Mit dem Ende des Kalten Krieges schien die atomare Abrüstung fürs Erste abgehakt zu sein, weil sich die ideologischen Blockgegner nicht länger bedrohten. Doch die nukleare Spirale dreht sich weiter, immer mehr Staaten streben nach der Bombe. Eile ist geboten: Das weltweite Waffen-Kontrollsystem steht auf der Kippe, im Frühjahr 2010 läuft der NV-Vertrag aus. Mit ihrer „Global Zero“–Initiative haben der frühere US-Außenminister Kissinger und mehrere prominente Mitstreiter die etablierten Atommächte USA und Russland an ihre vernachlässigten, im NV-Vertrag enthaltenen Pflichten zur Abrüstung erinnert. Mit seiner viel belächelten Vision einer atomwaffenfreien Welt hat Obama den Ball aufgenommen. Seither laufen zwischen Amerikanern und Russen zähe, gleichwohl auf einen Erfolg zielende Gespräche über eine weitere Reduzierung ihrer nuklearen Sprengköpfe und Raketen.

Trumpfkarte Atomwaffen

Als Trumpfkarten haben Atomwaffen ihre Attraktivität keineswegs eingebüßt: Für China, Indien und Pakistan sind sie Maßeinheiten für politisches Gewicht, auch Russland leitet seinen beanspruchten Großmachtstatus aus seinen nuklearen Arsenalen ab. Und für Frankreich und Großbritannien bleiben die Atomwaffen letzte Relikte verblichener Weltgeltung. Für Schmuddelkinder der Staatengemeinschaft wie Nordkorea ist die Verfügung über die Bombe ein erfolgreiches Werkzeug zur Erpressung diplomatischer, vor allem aber ökonomischer Vorteile. Der Iran sucht sich mit seinem Atomprogramm gegen einen Regimesturz zu wappnen und seine Rolle als Regionalmacht im Mittleren Osten zu festigen.
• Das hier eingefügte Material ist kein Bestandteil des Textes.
//! Snapshot creation: stage → hash → publish → advance head.
//!
//! Publication follows the READY protocol, in this exact order:
//!
//! 1. descriptor written to `descriptors/<id>.json` (atomic),
//! 2. staging directory renamed to `snapshots/<id>/`,
//! 3. `.READY` marker written inside it (atomic).
//!
//! A crash before (1) leaves only a `.tmp` staging directory; between (2)
//! and (3) a payload without `.READY`. Both are unambiguous incomplete
//! states that doctor reaps. The head update after (3) can be lost and is
//! recovered by the `advance_head` repair.

use tracing::info;

use crate::audit;
use crate::config::JvsConfig;
use crate::engine::{self, CloneEngine as _, CloneOutcome, EngineKind};
use crate::error::{JvsError, Result};
use crate::lock::LockManager;
use crate::model::descriptor::{Descriptor, IntegrityState, ReadyMarker};
use crate::model::types::{SnapshotId, WorktreeName};
use crate::model::worktree::WorktreeConfig;
use crate::repo::Repository;
use crate::timeutil;

/// Options for one snapshot creation.
#[derive(Clone, Debug, Default)]
pub struct CreateOptions {
    pub note: Option<String>,
    pub tags: Vec<String>,
    /// Force a specific engine instead of the configured/auto choice.
    pub engine: Option<EngineKind>,
}

/// What a successful creation produced.
#[derive(Clone, Debug)]
pub struct Created {
    pub descriptor: Descriptor,
    pub clone_outcome: CloneOutcome,
}

/// Create a snapshot of `worktree`'s payload.
///
/// Holds the worktree lease for the duration (resuming the caller's session
/// lease when one exists) and validates the fencing token immediately before
/// publication. The first snapshot of a fresh worktree is allowed even
/// though head and latest are both unset; any other head/latest divergence
/// is the detached state and refuses.
///
/// # Errors
/// `E_SNAPSHOT_DETACHED`, lock/fencing errors, engine errors, or I/O
/// failures. On failure after staging began, the intent file and `.tmp`
/// staging directory are left for doctor.
pub fn create(
    repo: &Repository,
    config: &JvsConfig,
    worktree: &WorktreeName,
    opts: &CreateOptions,
) -> Result<Created> {
    let mut wt = repo.load_worktree(worktree)?;
    if wt.is_detached() {
        return Err(JvsError::SnapshotDetached {
            worktree: worktree.as_str().to_owned(),
            head: wt
                .head_snapshot_id
                .as_ref()
                .map_or_else(String::new, |id| id.as_str().to_owned()),
            latest: wt
                .latest_snapshot_id
                .as_ref()
                .map_or_else(String::new, |id| id.as_str().to_owned()),
        });
    }

    for tag in &opts.tags {
        if tag.trim().is_empty() || tag.chars().any(char::is_control) {
            return Err(JvsError::NameInvalid {
                value: tag.clone(),
                reason: "tags must be nonempty and free of control characters".to_owned(),
            });
        }
    }

    let locks = LockManager::new(repo, &config.lock);
    let (lease, acquired) = locks.hold(worktree, "snapshot create")?;

    let result = create_locked(repo, config, worktree, &mut wt, opts, &locks, lease.fencing_token);

    if acquired {
        let _ = locks.release(worktree, &lease.holder_nonce);
    }
    result
}

fn create_locked(
    repo: &Repository,
    config: &JvsConfig,
    worktree: &WorktreeName,
    wt: &mut WorktreeConfig,
    opts: &CreateOptions,
    locks: &LockManager<'_>,
    fencing_token: i64,
) -> Result<Created> {
    let id = SnapshotId::generate(timeutil::now_ms());
    let created_at = timeutil::format_rfc3339_ms(id.timestamp_ms());

    super::write_intent(repo, "snapshot_create", &id, worktree)?;

    let forced = opts.engine.or_else(|| config.engine.default.forced());
    let engine = engine::select_engine(forced, engine::capabilities())?;

    // Stage the payload clone under a `.tmp` name.
    let staging = repo.staging_dir(&id);
    let clone_outcome = engine.clone_tree(&repo.payload_root(worktree), &staging)?;
    let payload_root_hash = crate::integrity::payload_root_hash(&staging)?;

    let mut descriptor = Descriptor {
        snapshot_id: id.clone(),
        worktree_name: worktree.clone(),
        parent_id: wt.latest_snapshot_id.clone(),
        created_at: created_at.clone(),
        note: opts.note.clone(),
        tags: opts.tags.clone(),
        engine: engine.kind(),
        payload_root_hash: payload_root_hash.clone(),
        descriptor_checksum: String::new(),
        integrity_state: IntegrityState::Unverified,
    };
    descriptor.seal()?;

    // Publish. The fencing check sits immediately before the first durable
    // mutation; a stolen lock stops us here with the staging dir intact.
    locks.validate_fencing(worktree, fencing_token)?;
    repo.store_descriptor(&descriptor)?;
    std::fs::rename(&staging, repo.snapshot_dir(&id))?;
    crate::fsutil::sync_parent(&repo.snapshot_dir(&id));
    repo.store_ready(&ReadyMarker {
        snapshot_id: id.clone(),
        created_at,
        engine: engine.kind(),
        payload_root_hash,
    })?;

    wt.advance(id.clone());
    repo.store_worktree(wt)?;

    super::remove_intent(repo, &id);
    audit::record(
        repo,
        "snapshot_create",
        Some(worktree.as_str()),
        Some(id.as_str()),
        serde_json::json!({
            "engine": engine.kind().to_string(),
            "degraded": clone_outcome.degraded,
            "parent": descriptor.parent_id.as_ref().map(|p| p.as_str().to_owned()),
        }),
    );
    info!(snapshot = id.as_str(), worktree = worktree.as_str(), "snapshot published");

    Ok(Created {
        descriptor,
        clone_outcome,
    })
}

// ---------------------------------------------------------------------------
// Tests
// ---------------------------------------------------------------------------

#[cfg(test)]
mod tests {
    use super::*;
    use tempfile::TempDir;

    fn setup() -> (TempDir, Repository, JvsConfig) {
        let dir = TempDir::new().unwrap();
        let repo = Repository::init(&dir.path().join("repo")).unwrap();
        std::fs::write(repo.payload_root(&WorktreeName::main()).join("data.txt"), "v1").unwrap();
        (dir, repo, JvsConfig::default())
    }

    #[test]
    fn create_publishes_complete_snapshot() {
        let (_dir, repo, config) = setup();
        let created = create(
            &repo,
            &config,
            &WorktreeName::main(),
            &CreateOptions {
                note: Some("first".to_owned()),
                tags: vec!["v1".to_owned()],
                engine: Some(EngineKind::Copy),
            },
        )
        .unwrap();

        let id = &created.descriptor.snapshot_id;
        assert!(repo.is_published(id));
        assert!(repo.snapshot_dir(id).join("data.txt").is_file());
        created.descriptor.verify_checksum().unwrap();
        assert_eq!(created.descriptor.parent_id, None);

        // Head and latest both advanced.
        let wt = repo.load_worktree(&WorktreeName::main()).unwrap();
        assert_eq!(wt.head_snapshot_id.as_ref(), Some(id));
        assert_eq!(wt.latest_snapshot_id.as_ref(), Some(id));

        // Ready marker agrees with the descriptor.
        let ready = repo.load_ready(id).unwrap();
        assert_eq!(ready.payload_root_hash, created.descriptor.payload_root_hash);

        // No staging or intent leftovers.
        assert!(!repo.staging_dir(id).exists());
        assert!(!repo.intent_path(id).exists());
    }

    #[test]
    fn second_snapshot_links_parent() {
        let (_dir, repo, config) = setup();
        let main = WorktreeName::main();
        let first = create(&repo, &config, &main, &CreateOptions::default()).unwrap();
        std::fs::write(repo.payload_root(&main).join("data.txt"), "v2").unwrap();
        let second = create(&repo, &config, &main, &CreateOptions::default()).unwrap();

        assert_eq!(
            second.descriptor.parent_id.as_ref(),
            Some(&first.descriptor.snapshot_id)
        );
        assert_ne!(
            first.descriptor.payload_root_hash,
            second.descriptor.payload_root_hash
        );
    }

    #[test]
    fn detached_worktree_refuses_snapshot() {
        let (_dir, repo, config) = setup();
        let main = WorktreeName::main();
        let first = create(&repo, &config, &main, &CreateOptions::default()).unwrap();
        std::fs::write(repo.payload_root(&main).join("data.txt"), "v2").unwrap();
        create(&repo, &config, &main, &CreateOptions::default()).unwrap();

        // Detach by pointing head at the first snapshot.
        let mut wt = repo.load_worktree(&main).unwrap();
        wt.head_snapshot_id = Some(first.descriptor.snapshot_id.clone());
        repo.store_worktree(&wt).unwrap();

        let err = create(&repo, &config, &main, &CreateOptions::default()).unwrap_err();
        assert_eq!(err.code(), "E_SNAPSHOT_DETACHED");
    }

    #[test]
    fn first_snapshot_of_fresh_worktree_is_allowed() {
        let (_dir, repo, config) = setup();
        // A fresh worktree has neither head nor latest; that is not detached.
        let wt = repo.load_worktree(&WorktreeName::main()).unwrap();
        assert!(!wt.is_detached());
        create(&repo, &config, &WorktreeName::main(), &CreateOptions::default()).unwrap();
    }

    #[test]
    fn empty_tag_is_rejected() {
        let (_dir, repo, config) = setup();
        let err = create(
            &repo,
            &config,
            &WorktreeName::main(),
            &CreateOptions {
                tags: vec!["  ".to_owned()],
                ..CreateOptions::default()
            },
        )
        .unwrap_err();
        assert_eq!(err.code(), "E_NAME_INVALID");
    }

    #[test]
    fn snapshot_payload_is_pure() {
        let (_dir, repo, config) = setup();
        let created = create(&repo, &config, &WorktreeName::main(), &CreateOptions::default())
            .unwrap();
        // The snapshot contains the payload plus the READY marker and nothing
        // from the control plane.
        let entries: Vec<String> = std::fs::read_dir(repo.snapshot_dir(&created.descriptor.snapshot_id))
            .unwrap()
            .map(|e| e.unwrap().file_name().to_string_lossy().into_owned())
            .collect();
        assert!(entries.contains(&"data.txt".to_owned()));
        assert!(entries.contains(&".READY".to_owned()));
        assert!(!entries.iter().any(|e| e.starts_with(".jvs")));
    }

    #[test]
    fn create_respects_existing_session_lease() {
        let (_dir, repo, config) = setup();
        let main = WorktreeName::main();
        let locks = LockManager::new(&repo, &config.lock);
        let (lease, _) = locks.hold(&main, "interactive session").unwrap();

        // Snapshot reuses the session lease rather than conflicting, and the
        // lease survives the operation.
        create(&repo, &config, &main, &CreateOptions::default()).unwrap();
        let current = locks.current_lease(&main).unwrap().unwrap();
        assert_eq!(current.session_id, lease.session_id);
    }
}
//! Persistent history tracking for the SolvraPad shell.

use anyhow::Context;
use directories::ProjectDirs;
use std::collections::VecDeque;
use std::fs::{self, OpenOptions};
use std::io::{BufRead, BufReader, Write};
use std::path::PathBuf;

const HISTORY_FILE: &str = "history";

/// Manages command history persistence and de-duplication.
#[derive(Debug)]
pub struct HistoryManager {
    path: PathBuf,
    entries: VecDeque<String>,
    capacity: usize,
}

impl HistoryManager {
    /// Load history from disk creating the data directory when required.
    pub fn load(capacity: usize) -> anyhow::Result<Self> {
        let dirs = ProjectDirs::from("dev", "Solvra", "solvrapad")
            .ok_or_else(|| anyhow::anyhow!("unable to determine data directory"))?;
        let data_dir = dirs.data_local_dir();
        fs::create_dir_all(data_dir).context("creating SolvraPad data directory")?;
        let mut manager = Self::with_path(data_dir.join(HISTORY_FILE), capacity);
        manager.read_existing()?;
        Ok(manager)
    }

    /// Construct an empty manager backed by the provided file path.
    pub fn with_path(path: PathBuf, capacity: usize) -> Self {
        Self {
            path,
            entries: VecDeque::new(),
            capacity: capacity.max(1),
        }
    }

    fn read_existing(&mut self) -> anyhow::Result<()> {
        if !self.path.exists() {
            return Ok(());
        }
        let file = OpenOptions::new()
            .read(true)
            .open(&self.path)
            .with_context(|| format!("opening history file {}", self.path.display()))?;
        for line in BufReader::new(file)
            .lines()
            .map_while(std::result::Result::ok)
        {
            self.add(&line);
        }
        Ok(())
    }

    /// Append an entry while skipping blanks and consecutive duplicates.
    pub fn add(&mut self, entry: &str) {
        if entry.trim().is_empty() {
            return;
        }
        if self.entries.back().is_some_and(|last| last == entry) {
            return;
        }
        if self.entries.len() == self.capacity {
            self.entries.pop_front();
        }
        self.entries.push_back(entry.to_string());
    }

    /// Persist history entries to disk.
    pub fn save(&self) -> anyhow::Result<()> {
        let mut file = OpenOptions::new()
            .create(true)
            .write(true)
            .truncate(true)
            .open(&self.path)
            .with_context(|| format!("opening history file {}", self.path.display()))?;
        for line in &self.entries {
            writeln!(file, "{}", line)?;
        }
        Ok(())
    }

    /// Borrow history entries.
    pub fn entries(&self) -> impl Iterator<Item = &String> {
        self.entries.iter()
    }

    /// Most recent entry, if any.
    pub fn last(&self) -> Option<&String> {
        self.entries.back()
    }

    pub fn path(&self) -> &PathBuf {
        &self.path
    }
}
Unsere multipolare Welt mit etlichen neuen Kraftzentren birgt die unkalkulierbare Gefahr nuklearer Anarchie, sollten diese Entwicklungen außer Kontrolle geraten. Deshalb will Obama mit seiner Bereitschaft zu direkten Gesprächen mit Nordkorea und Iran mögliche neue Chancen zu einem nuklearen Kompromiss ausloten. Dieses Einlenken, sich ohne Vorbedingungen an den Verhandlungstisch zu setzen, ist noch kein Erfolg, wohl aber eine Wende in der amerikanischen Außenpolitik.